En cambio, Hormaechea como presidente no consiguió continuidad. Su primer mandato terminó como el rosario de la aurora, con una moción de censura que dio lugar a una coalición de todos los partidos del Parlamento. Su segundo mandato, iniciado después de que Martín Villa convenciera a todos de fusionar la UPCA dentro del Partido Popular, se quebró con la crisis de 1992 y la nueva ruptura, que ya no cesó hasta 1995. En esas condiciones de discontinuidad no sólo no se reprodujeron aquellas realizaciones de 1987, sino que se registró un inusitado deterioro de la institución autonómica, prácticamente paralizada y que no atendía las necesidades de la gente. Cantabria quedó relativamente protegida de su caótica autonomía solo por la escasez de su espacio competencial.
Una discontinuidad es lo que hemos vivido también desde que el PSOE censurante de Mariano Rajoy se avino a hacer aprobar los Presupuestos de Rajoy/Montoro. España ha tardado dos años y medio en contar con otros Presupuestos generales. Se hubiera podido resolver con las elecciones que Sánchez prometió para otoño de 2018, pero se empeñó en seguir gobernando con decretos-leyes y la imposibilidad de obtener el voto catalanista anuló el año 2019, el de las dos elecciones generales, porque tampoco se entendió con Ciudadanos (aunque había intentado con ellos una investidura fallida en 2016). En general ha sido pernicioso para el país, y para Cantabria casi catastrófico, por la discontinuidad en un proceso de inversiones que estaba ya en marcha y que ahora costará mucho recuperar. Desde luego, no lo recuperan los Presupuestos de 2021 en la medida necesaria: se nos van los tiempos.

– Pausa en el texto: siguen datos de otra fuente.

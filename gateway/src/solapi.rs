//! 对接 solapi.com 短信发送服务
//!
//! Both endpoints take the HMAC Authorization header from [`crate::auth`].
//! Every call is a single attempt bounded by the configured timeout.
//!
//! SMS carries up to 90 bytes (hangul counts 2), longer text must go out as
//! LMS, the caller decides the type.

use std::time::Duration;

use async_trait::async_trait;
use common::env::SolapiConf;
use common::error_code::DispatchError;
use common::utils::time::now_millis;
use reqwest::header::{ACCEPT, AUTHORIZATION, CONTENT_TYPE};
use serde::Serialize;
use serde_json::{json, Value};
use tracing::{debug, warn};

use crate::auth::AuthHeader;
use crate::{GatewayError, OutboundMessage, SendReceipt, SenderRegistry, SmsGateway};

/// registered sender id list
const SENDERS_PATH: &str = "/senderid/v1/senders";
/// message submission, one message per call from this client
const SEND_PATH: &str = "/messages/v4/send-many";

#[derive(Serialize)]
struct Payload<'a> {
    messages: Vec<&'a OutboundMessage>,
}

pub struct SolapiClient {
    client: reqwest::Client,
    base_url: String,
    api_key: String,
    api_secret: String,
}

impl SolapiClient {
    pub fn new(conf: &SolapiConf) -> reqwest::Result<Self> {
        let client = reqwest::Client::builder()
            .timeout(Duration::from_secs(conf.timeout_secs))
            .build()?;
        Ok(SolapiClient {
            client,
            base_url: conf.base_url.trim_end_matches('/').to_string(),
            api_key: conf.api_key.clone(),
            api_secret: conf.api_secret.clone(),
        })
    }

    fn authorization(&self) -> String {
        AuthHeader::new(&self.api_key, &self.api_secret).value()
    }
}

#[async_trait]
impl SmsGateway for SolapiClient {
    async fn sender_registry(&self) -> Result<SenderRegistry, GatewayError> {
        let url = format!("{}{}", self.base_url, SENDERS_PATH);
        let res = self
            .client
            .get(&url)
            .header(ACCEPT, "application/json")
            .header(AUTHORIZATION, self.authorization())
            .send()
            .await
            .map_err(|err| GatewayError::Transport(err.to_string()))?;

        let status = res.status().as_u16();
        let content_type = res
            .headers()
            .get(CONTENT_TYPE)
            .and_then(|v| v.to_str().ok())
            .unwrap_or_default()
            .to_lowercase();
        let body = res
            .text()
            .await
            .map_err(|err| GatewayError::Transport(err.to_string()))?;

        if status / 100 != 2 {
            return Err(GatewayError::Status { status, body });
        }
        if !content_type.contains("application/json") {
            return Err(GatewayError::NotJson(content_type));
        }
        let raw: Value =
            serde_json::from_str(&body).map_err(|err| GatewayError::Decode(err.to_string()))?;
        Ok(SenderRegistry { status, raw })
    }

    async fn send(&self, message: &OutboundMessage) -> Result<SendReceipt, DispatchError> {
        let url = format!("{}{}", self.base_url, SEND_PATH);
        let payload = Payload {
            messages: vec![message],
        };
        let started = now_millis();
        let res = self
            .client
            .post(&url)
            .header(ACCEPT, "application/json")
            .header(AUTHORIZATION, self.authorization())
            .json(&payload)
            .send()
            .await
            .map_err(|err| DispatchError::Transport(err.to_string()))?;

        let status = res.status().as_u16();
        let text = res
            .text()
            .await
            .map_err(|err| DispatchError::Transport(err.to_string()))?;
        debug!(
            "solapi send to {} answered {} in {}ms",
            message.to,
            status,
            now_millis().saturating_sub(started)
        );

        match (status / 100, serde_json::from_str::<Value>(&text)) {
            (2, Ok(raw)) => Ok(SendReceipt::from_raw(raw)),
            (2, Err(err)) => Err(DispatchError::Transport(format!(
                "malformed vendor response: {}",
                err
            ))),
            (_, parsed) => {
                let detail = parsed.unwrap_or_else(|_| json!({ "raw": text }));
                warn!("solapi rejected send with {} {}", status, detail);
                Err(DispatchError::Rejected { status, detail })
            }
        }
    }
}
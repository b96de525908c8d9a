//! booking notification relay http service
pub mod dispatcher;
pub mod handlers;
pub mod normalize;
pub mod resolver;

use actix_web::{error, web, HttpRequest, Responder};
use common::error_code::{ApiCommonError, ApiError};
use tracing::debug;

use crate::utils::respond::{gen_extra_respond, generate_error_respond};
use crate::utils::AppState;
use normalize::SendSmsRequest;

/// every deployment variant posts to one of these
pub const SEND_PATHS: [&str; 3] = ["/sms", "/send", "/reserve"];

/**
 * @api {post} /sms 예약 알림 문자 발송
 * @apiVersion 0.1.0
 * @apiName SendSms
 * @apiGroup Notification
 * @apiBody {String} [site]      현장명, 본문에 [현장] 으로 표기
 * @apiBody {String} vd          방문 날짜 2025-11-06
 * @apiBody {String} [vtLabel]   방문 시간 10:00 ~ 11:00
 * @apiBody {String} name        고객 이름
 * @apiBody {String} phone       고객 연락처, 본문 표기용
 * @apiBody {String|String[]} [sp]  수신자(관리자) 번호, adminPhone 도 허용, 쉼표 구분 가능
 * @apiBody {String} [sender]    발신번호 지정, from 도 허용 (fixed_sender 정책, sender_allow_list 에 있을 때만)
 * @apiBody {String} [memo]      메모
 * @apiExample {curl} Example usage:
 *   curl -X POST http://127.0.0.1:8080/sms -H "Content-Type: application/json" -d
 *  '{"site":"보라매","vd":"2025-11-06","vtLabel":"10:00 ~ 11:00","name":"홍길동","phone":"01012341234","sp":"01022223333"}'
 * @apiSuccess {bool} ok                 true
 * @apiSuccess {object} result           vendor raw response (list for several recipients)
 * @apiSuccess {string} from_used        sender actually used
 * @apiSuccess {string[]} to             recipients
 * @apiSuccess {bool} registered_hit     sender came from the approved sender registry
 * @apiError {bool} ok                   false
 * @apiError {string=missing_field,malformed_phone,request_param_invalid,sender_not_approved,sender_not_allowed,vendor_rejected,vendor_unreachable} error
 * @apiError {number} [status]           vendor http status
 * @apiError {object} [detail]           vendor error body, verbatim
 */
#[tracing::instrument(skip_all, fields(trace_id = common::log::generate_trace_id()))]
async fn send_sms(
    state: web::Data<AppState>,
    request_data: web::Json<SendSmsRequest>,
) -> impl Responder {
    debug!("{}", serde_json::to_string(&request_data.0).unwrap_or_default());
    gen_extra_respond(handlers::send_sms::req(&state, request_data.into_inner()).await)
}

fn json_error_handler(err: error::JsonPayloadError, _req: &HttpRequest) -> actix_web::Error {
    let api_err: ApiError = ApiCommonError::RequestParamInvalid(err.to_string()).into();
    let respond = generate_error_respond(&api_err);
    error::InternalError::from_response(err, respond).into()
}

pub fn configure_routes(cfg: &mut web::ServiceConfig) {
    cfg.app_data(web::JsonConfig::default().error_handler(json_error_handler));
    for path in SEND_PATHS {
        cfg.service(web::resource(path).route(web::post().to(send_sms)));
    }
}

Así pues, la continuidad como valor. Sin embargo, la continuidad es también una condición del declive: el continuo declinar. Hace cien años se imprimían páginas y más páginas sobre la continuidad histórica de los defectos de los españoles. Y quienes la negaban se tuvieron que callar al iniciarse una guerra civil que confirmaba la teoría. Cantabria lleva un continuo declinar en este siglo XXI ante las regiones vecinas: así lo muestra la serie del INE. Hay casos, pues, en que la continuidad no conviene y la discontinuidad, si da paso a una nueva continuidad y no es mera agitación, debe ser bienvenida. Quizá el principal secreto del arte de la política sea ese conocimiento de la conmutación entre una continuidad y otra. ¿Cree usted que deberíamos ya apretar el interruptor, o esperamos un poco más?